Ian is back in Baghdad and I've started my job.  It's been a busy 8 weeks. January and half of February was dedicated to ConGen, the generic term for the consular training course at FSI, and Ian arrived stateside on Feb 7 with out HHE delivery on 10 January, so you know... busy. I'm still working on boxes. There is no way that the stuff for a family of 6 that filled a 3-story/5-bedroom house in Jordan can easily fit into 1185sqft of apartment. I feel like the paring down I did in Frankfurt was a good start, but that's all it was, a start.  I didn't really think how "paring down" to 12 pots and pans still wouldn't fit in a single kitchen cabinet. So. Much. Stuff.

So Ian arrived on 7 Feb, and so did Nicholas.  We had Nicholas with us for 10 days, a wonderful time as he'll be heading out on some cold-weather training for 6 months and won't be available again until the fall sometime.
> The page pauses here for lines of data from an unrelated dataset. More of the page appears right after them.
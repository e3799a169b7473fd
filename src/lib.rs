pub mod checker;
pub mod config;
pub mod db;
pub mod driver;
pub mod error;
pub mod logging;
pub mod models;
pub mod page;
pub mod reader;
pub mod schema;
pub mod writer;

use tracing::info;

use crate::{
    config::Config,
    db::{Store, StoreRole},
    error::EtlResult,
    reader::SourceReader,
    schema::Layout,
    writer::DestinationWriter,
};

/// Opens both stores and validates the configured field set against them.
pub async fn open(config: &Config) -> EtlResult<(SourceReader, DestinationWriter)> {
    let source = Store::connect(&config.source_url(), StoreRole::Source, None).await?;
    let destination = Store::connect(
        &config.destination_url,
        StoreRole::Destination,
        Some(config.destination_schema.clone()),
    )
    .await?;

    let layout = Layout::resolve(
        config.fields,
        &source.live_columns().await?,
        &destination.live_columns().await?,
    )?;
    info!(source = %config.sqlite_path.display(), page_size = config.page_size, "stores ready");

    Ok((
        SourceReader::new(source, layout.clone(), config.page_size),
        DestinationWriter::new(destination, layout, config.page_size),
    ))
}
But I have to admit, this R&R was just so different from #1.  For one thing, dishes. And laundry. Taking a bus to class.  Let's just boil it down to, I had to set an alarm.  An alarm!  I couldn't just BE with my spouse and my kid, there were other things pulling me around, and I didn't really like that. We were out every night the first week, which was great but tiring. Dinners with friends. Celebrating Katherine's 24th birthday. "The King's Speech" at The National Theater.  A Caps game. Valentine's Day. Dinner with my parents. The following Monday was a holiday, Katherine and Erich came down for an escape room which we blew through.

So. Many. Boxes.

Something we've noticed with Escape Rooms - as we get better at good rooms we spend less time in them. It's a catch-22, but still a fun one.

The next week, Nicholas returned to Camp Lejeune, we had another sad Caps game, and then Friday Ian and I flew to the UK to visit with our youngest at university.  We strongly recommend the four-poster room at the Rose and Crown Best Western in Colchester. There's a delight in staying in a converted 15th century pub house. The other Best Western I recommend is in Istanbul, it's just gorgeous.  Let's lay it out there - the international branch of Best Western is nothing like the US branch.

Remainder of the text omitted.